When I learned my husband and I were expecting our third child, I imagined his birth would be similar to that of his siblings. I envisioned the moment when my healthy, chubby thighed newborn would be placed in my arms for the first time, when I would breathe in his new baby smells and feel the adrenaline and joy and disbelief of the miracle that had just occurred in the beginning moments of his life.
I imagined the picture we would take when my older children met their new brother, the five of us squished together on a hospital bed, all smiles as we beamed toward the camera.
What I did not anticipate was a pregnancy riddled with complications, with multiple hospitalizations and weeks of bed rest that stretched into months. My birth plan did not include a moment when my doctor, calmly but urgently, informed me she was taking my baby out, despite the fact that his due date was over two months away.
I never imagined I would be rushed to the operating room, bleeding, horror movie style, after experiencing a rare pregnancy complication known as a placental abruption.
The perfect delivery I wanted was replaced by a whirlwind of bright lights, a cold table, and the memory of seeing my child, born 10 weeks prematurely, wheeled past me on his way to the Neonatal Intensive Care Unit (NICU).
In the days that followed, as I prepared to leave the hospital for the first time without my son, I was given a sheet of paper intended to detect whether or not I was at risk for developing postpartum depression. The questions were well meaning, but generic: Have I been able to laugh and see the funny side of things? Have I blamed myself unnecessarily when things went wrong? Rate the extent with which that is true, ranging from yes, most of the time, to no, never. In that moment, while my son lay alone in the NICU and the bright red incision across my middle was still fresh, the questions seemed almost laughable. Of course I was feeling anxious. Of course I blamed myself.
Six weeks later, when I was given the same test at my follow up appointment with my obstetrician, my son was still in the NICU, and I was still exposed to the tremendous stress of being physically separated from my son every moment of every day.

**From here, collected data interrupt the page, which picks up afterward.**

//! Builds a `Listing` from a directory on the local filesystem.

use std::fs::File;
use std::io::{self, Read};
use std::path::Path;
use walkdir::{DirEntry, WalkDir};

use crate::config::Ignore;
use crate::error::{DescribeIoError, SyncError};
use crate::tree::{Listing, ListingEntry};

const BUFFER_SIZE: usize = 64 * 1024;

/// The slash separated path of `path` below `root`, `None` if it cannot be
/// represented.
fn relative_path(root: &Path, path: &Path) -> Option<String> {
    let relative = path.strip_prefix(root).ok()?;
    let mut components = Vec::new();
    for component in relative.components() {
        components.push(component.as_os_str().to_str()?);
    }
    Some(components.join("/"))
}

/// The fingerprint of an in-memory file body, equal to what `fingerprint_file`
/// computes for a file with these contents.
pub fn fingerprint_bytes(contents: &[u8]) -> String {
    blake3::hash(contents).to_hex().to_string()
}

/// Hashes the contents of a file, returning the hex digest and the number of bytes read.
pub fn fingerprint_file(path: &Path) -> Result<(String, u64), SyncError> {
    let mut file = File::open(path).describe(|| format!("opening {:?}", path))?;
    let mut hasher = blake3::Hasher::new();
    let mut buffer = vec![0; BUFFER_SIZE];
    let mut size = 0;
    loop {
        let read = match file.read(&mut buffer) {
            Ok(0) => break,
            Ok(read) => read,
            Err(ref e) if e.kind() == io::ErrorKind::Interrupted => continue,
            Err(e) => return Err(SyncError::DescribedIoError(e, format!("reading {:?}", path))),
        };
        hasher.update(&buffer[..read]);
        size += read as u64;
    }
    Ok((hasher.finalize().to_hex().to_string(), size))
}

fn list_entry(root: &Path, entry: &DirEntry, relative: String) -> Result<ListingEntry, SyncError> {
    if entry.file_type().is_dir() {
        return Ok(ListingEntry::directory(relative));
    }
    let expected = entry.metadata()?.len();
    let (fingerprint, size) = fingerprint_file(entry.path())?;
    if size != expected {
        return Err(SyncError::PathModified(relative));
    }
    trace!("Listed {:?} below {:?} ({} bytes)", relative, root, size);
    Ok(ListingEntry::file(relative, fingerprint, size))
}

/// Lists every file and directory below `root`.
///
/// Ignored subtrees are not entered. Entries that cannot be read are
/// reported as unreadable instead of failing the listing; only a missing or
/// unreadable `root` is an error.
pub fn scan_directory(root: &Path, ignore: &Ignore) -> Result<Listing, SyncError> {
    root.metadata().describe(|| format!("reading replica root {:?}", root))?;

    let mut listing = Listing::default();
    let walker = WalkDir::new(root)
        .min_depth(1)
        .follow_links(false)
        .sort_by(|a, b| a.file_name().cmp(b.file_name()))
        .into_iter()
        .filter_entry(|entry| match relative_path(root, entry.path()) {
            Some(relative) => !ignore.is_ignored(&relative),
            None => true,
        });

    for entry in walker {
        let entry = match entry {
            Ok(entry) => entry,
            Err(e) => {
                let unreadable = e.path().and_then(|path| relative_path(root, path));
                warn!("Could not list {:?}: {}", unreadable, e);
                match unreadable {
                    Some(path) if !path.is_empty() => listing.unreadable.push(path),
                    _ => return Err(e.into()),
                }
                continue;
            }
        };
        if entry.file_type().is_symlink() {
            debug!("Not following symlink {:?}", entry.path());
            continue;
        }
        let relative = match relative_path(root, entry.path()) {
            Some(relative) => relative,
            None => {
                warn!("Skipping {:?}: the name is not valid unicode", entry.path());
                continue;
            }
        };
        match list_entry(root, &entry, relative.clone()) {
            Ok(listed) => listing.entries.push(listed),
            Err(e) => {
                warn!("Could not list {:?}: {}", relative, e);
                listing.unreadable.push(relative);
            }
        }
    }

    info!(
        "Listed {} entries below {:?} ({} unreadable)",
        listing.entries.len(),
        root,
        listing.unreadable.len()
    );
    Ok(listing)
}

#[cfg(test)]
mod tests {
    use super::*;
    use regex::Regex;
    use std::fs;

    #[test]
    fn directory_contents_are_listed_with_fingerprints() {
        let root = tempfile::tempdir().unwrap();
        fs::create_dir(root.path().join("A")).unwrap();
        fs::write(root.path().join("A/a1"), b"hello world!").unwrap();
        fs::write(root.path().join("top"), b"").unwrap();

        let listing = scan_directory(root.path(), &Ignore::nothing()).unwrap();
        assert!(listing.unreadable.is_empty());
        assert_eq!(
            listing.entries,
            vec![
                ListingEntry::directory("A"),
                ListingEntry::file("A/a1", fingerprint_bytes(b"hello world!"), 12),
                ListingEntry::file("top", fingerprint_bytes(b""), 0),
            ]
        );
    }

    #[test]
    fn ignored_subtrees_are_not_entered() {
        let root = tempfile::tempdir().unwrap();
        fs::create_dir(root.path().join("build")).unwrap();
        fs::write(root.path().join("build/out"), b"x").unwrap();
        fs::write(root.path().join("notes.tmp"), b"x").unwrap();
        fs::write(root.path().join("notes"), b"x").unwrap();

        let mut ignore = Ignore::nothing();
        ignore.paths.push("build".to_owned());
        ignore.regexes.push(Regex::new(r"\.tmp$").unwrap());

        let listing = scan_directory(root.path(), &ignore).unwrap();
        let paths: Vec<_> = listing.entries.iter().map(|entry| entry.path.as_str()).collect();
        assert_eq!(paths, vec!["notes"]);
    }

    #[test]
    fn fingerprints_tell_apart_same_sized_contents() {
        let root = tempfile::tempdir().unwrap();
        let body: Vec<u8> = (0..200_000u32).map(|i| (i % 251) as u8).collect();
        fs::write(root.path().join("big"), &body).unwrap();

        let (fingerprint, size) = fingerprint_file(&root.path().join("big")).unwrap();
        assert_eq!(size, body.len() as u64);
        assert_eq!(fingerprint, fingerprint_bytes(&body));
        assert_eq!(fingerprint.len(), 64);

        let mut changed = body.clone();
        changed[123_456] ^= 1;
        assert_ne!(fingerprint_bytes(&changed), fingerprint);
    }

    #[test]
    fn missing_root_is_an_error() {
        let root = tempfile::tempdir().unwrap();
        assert!(scan_directory(&root.path().join("missing"), &Ignore::nothing()).is_err());
    }
}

Naturally, I was considered at risk for postpartum depression, but I was never depressed.
It was something else.
I was traumatized.
Postpartum Support International writes that a woman with postpartum depression might experience, “feelings of anger, sadness, irritability, guilt, lack of interest in the baby, changes in eating and sleeping habits, trouble concentrating, thoughts of hopelessness and sometimes even thoughts of harming the baby or herself.” The website shares that “15-20 percent of women experience more significant symptoms of depression or anxiety.” Though the site acknowledges that women with a child in the NICU are at a heightened risk for developing postpartum depression, it neglects to mention the research that proves that as many as 53 percent of NICU moms will develop post-traumatic stress disorder (PTSD).
With one out of every 10 infants being born prematurely, the likelihood that hundreds of thousands of women worldwide experience NICU related PTSD is staggering. And yet, there is no tool currently in hospitals that specifically strives to detect PTSD in NICU moms.

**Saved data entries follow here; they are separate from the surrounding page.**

//! Generation and parsing of conflict copy names.
//!
//! A conflict copy of `dir/stem.ext` is named
//! `dir/stem_conflict[_<actor>]-<discriminator>.ext`. Parsing strips only the
//! rightmost marker, so a copy of a copy resolves one level at a time.

use regex::Regex;
use std::sync::atomic::{AtomicU64, Ordering};
use std::sync::OnceLock;
use std::time::{SystemTime, UNIX_EPOCH};

use crate::util::file_name;

pub const CONFLICT_MARKER: &str = "_conflict";

fn tail_regex() -> &'static Regex {
    static TAIL: OnceLock<Regex> = OnceLock::new();
    // `_` before the digits is the legacy separator, still found on disk.
    TAIL.get_or_init(|| Regex::new(r"^_conflict(?:_[^/]*)?[-_][0-9]+$").expect("valid conflict tail regex"))
}

/// Splits at the final `.` of the last path component.
fn split_extension(path: &str) -> (&str, &str) {
    let name_start = path.len() - file_name(path).len();
    match path[name_start..].rfind('.') {
        Some(i) => path.split_at(name_start + i),
        None => (path, ""),
    }
}

/// Reduces an actor tag to alphanumerics and `-`.
pub fn sanitize_actor_tag(actor_tag: &str) -> String {
    actor_tag
        .chars()
        .map(|c| if c.is_alphanumeric() || c == '-' { c } else { '-' })
        .collect()
}

/// The name of a conflict copy of `base_path`.
pub fn generate(base_path: &str, actor_tag: &str, discriminator: u64) -> String {
    let (stem, extension) = split_extension(base_path);
    let actor_tag = sanitize_actor_tag(actor_tag);
    let mut copy = String::with_capacity(base_path.len() + CONFLICT_MARKER.len() + actor_tag.len() + 22);
    copy.push_str(stem);
    copy.push_str(CONFLICT_MARKER);
    if !actor_tag.is_empty() {
        copy.push('_');
        copy.push_str(&actor_tag);
    }
    copy.push('-');
    copy.push_str(&discriminator.to_string());
    copy.push_str(extension);
    copy
}

/// The path that the conflict copy `name` stands in for, or `None` if `name`
/// is not a conflict copy.
pub fn parse_base(name: &str) -> Option<String> {
    let (stem, extension) = split_extension(name);
    let start = stem.rfind(CONFLICT_MARKER)?;
    if !tail_regex().is_match(&stem[start..]) {
        return None;
    }
    let mut base = String::with_capacity(start + extension.len());
    base.push_str(&stem[..start]);
    base.push_str(extension);
    Some(base)
}

#[derive(Debug, Clone, PartialEq, Eq)]
pub enum ConflictName {
    NotConflict,
    Copy { base: String },
    /// Carries the marker but not the shape of a conflict copy.
    Malformed,
}

pub fn classify_name(name: &str) -> ConflictName {
    match parse_base(name) {
        Some(base) => ConflictName::Copy { base },
        None => {
            let (stem, _) = split_extension(name);
            if file_name(stem).contains(CONFLICT_MARKER) {
                ConflictName::Malformed
            } else {
                ConflictName::NotConflict
            }
        }
    }
}

pub fn is_conflict_copy(name: &str) -> bool {
    parse_base(name).is_some()
}

/// A source of discriminators that never hands out the same value twice.
pub trait Discriminator {
    fn next(&self) -> u64;
}

/// Milliseconds since the epoch, bumped whenever two calls land in the same
/// millisecond.
#[derive(Debug, Default)]
pub struct MonotonicDiscriminator {
    last: AtomicU64,
}

impl MonotonicDiscriminator {
    pub fn new() -> Self {
        MonotonicDiscriminator { last: AtomicU64::new(0) }
    }
}

impl Discriminator for MonotonicDiscriminator {
    fn next(&self) -> u64 {
        let now = SystemTime::now()
            .duration_since(UNIX_EPOCH)
            .map(|elapsed| elapsed.as_millis() as u64)
            .unwrap_or(0);
        let mut last = self.last.load(Ordering::SeqCst);
        loop {
            let candidate = now.max(last + 1);
            match self.last.compare_exchange(last, candidate, Ordering::SeqCst, Ordering::SeqCst) {
                Ok(_) => return candidate,
                Err(actual) => last = actual,
            }
        }
    }
}

/// Counts up from a fixed start.
#[derive(Debug)]
pub struct SequenceDiscriminator {
    next: AtomicU64,
}

impl SequenceDiscriminator {
    pub fn starting_at(first: u64) -> Self {
        SequenceDiscriminator { next: AtomicU64::new(first) }
    }
}

impl Discriminator for SequenceDiscriminator {
    fn next(&self) -> u64 {
        self.next.fetch_add(1, Ordering::SeqCst)
    }
}

#[cfg(test)]
mod tests {
    use super::*;

    #[test]
    fn base_names() {
        let rows = [
            ("a/b/foo", None),
            ("a/b/foo.txt", None),
            ("a/b/foo_conflict", None),
            ("a/b/foo_conflict.txt", None),
            ("a/b/foo_conflict-123.txt", Some("a/b/foo.txt")),
            ("a/b/foo_conflict_123.txt", Some("a/b/foo.txt")),
            ("a/b/foo_conflict_foo-123.txt", Some("a/b/foo.txt")),
            ("a/b/foo_conflict-123", Some("a/b/foo")),
            ("a/b/foo_conflict_123", Some("a/b/foo")),
            ("a/b/foo_conflict_foo-123", Some("a/b/foo")),
            ("a/b/foo_conflict-123_conflict-456.txt", Some("a/b/foo_conflict-123.txt")),
            ("a/b/foo_conflict_123_conflict_456.txt", Some("a/b/foo_conflict_123.txt")),
            ("a/b/foo_conflict_foo-123_conflict_bar-456.txt", Some("a/b/foo_conflict_foo-123.txt")),
        ];
        for &(input, output) in rows.iter() {
            assert_eq!(parse_base(input).as_deref(), output, "parsing {:?}", input);
        }
    }

    #[test]
    fn malformed_rightmost_marker_does_not_fall_back() {
        assert_eq!(parse_base("foo_conflict-1_conflict.txt"), None);
        assert_eq!(parse_base("foo_conflict-12a"), None);
        assert_eq!(parse_base("foo_conflict-"), None);
        assert_eq!(classify_name("foo_conflict.txt"), ConflictName::Malformed);
        assert_eq!(classify_name("foo.txt"), ConflictName::NotConflict);
    }

    #[test]
    fn directories_are_not_extensions() {
        assert_eq!(generate("a.d/foo", "me", 7), "a.d/foo_conflict_me-7");
        assert_eq!(parse_base("a.d/foo_conflict_me-7").as_deref(), Some("a.d/foo"));
        assert_eq!(parse_base("x_conflict-1/foo"), None);
    }

    #[test]
    fn generated_names_parse_back() {
        assert_eq!(generate("A/a1", "me", 1234), "A/a1_conflict_me-1234");
        assert_eq!(generate("a/b/foo.tar.gz", "", 5), "a/b/foo.tar_conflict-5.gz");
        let copy = generate("notes_conflict.txt", "me", 9);
        assert_eq!(parse_base(&copy).as_deref(), Some("notes_conflict.txt"));
    }

    #[test]
    fn actor_tags_cannot_inject_markers() {
        let copy = generate("foo.txt", "my_conflict.box/x", 3);
        assert_eq!(copy, "foo_conflict_my-conflict-box-x-3.txt");
        assert_eq!(parse_base(&copy).as_deref(), Some("foo.txt"));
    }

    #[test]
    fn nested_copies_take_one_application_per_level() {
        let mut name = "foo.txt".to_owned();
        for level in 0..3 {
            name = generate(&name, "me", level);
        }
        let mut applications = 0;
        while let Some(base) = parse_base(&name) {
            name = base;
            applications += 1;
        }
        assert_eq!(applications, 3);
        assert_eq!(name, "foo.txt");
    }

    #[test]
    fn discriminators_never_repeat() {
        let source = MonotonicDiscriminator::new();
        let mut previous = source.next();
        for _ in 0..1000 {
            let next = source.next();
            assert!(next > previous);
            previous = next;
        }
    }
}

Mothers with an infant in the NICU, who watch a potentially critically ill child waver between life and death for weeks on end and face a lifetime of related complications, have a unique set of mental health needs that I do not believe are accurately detected by the screening measures currently in place in hospitals. I believe something a simple as a questionnaire that can be given to mothers before their baby is discharged that takes into account the extreme stressors of the NICU would go a long way to help NICU mothers better understand how at risk they are for developing PTSD, which would therefore enable them to seek more targeted and effective mental health treatment.
The NICU is a place full of loss: loss of envisioned birth plans, loss of first holidays spent away from family and all the precious, ordinary moments in between. Often, the NICU is the place where the tiniest fighters lose their life. If it is a place where mothers lose their mental health. We must arm these mothers with the tools to seek effective and efficient mental health treatment. We must develop a way to screen NICU moms for PTSD so that they are better equipped to care for the miracles they are raising.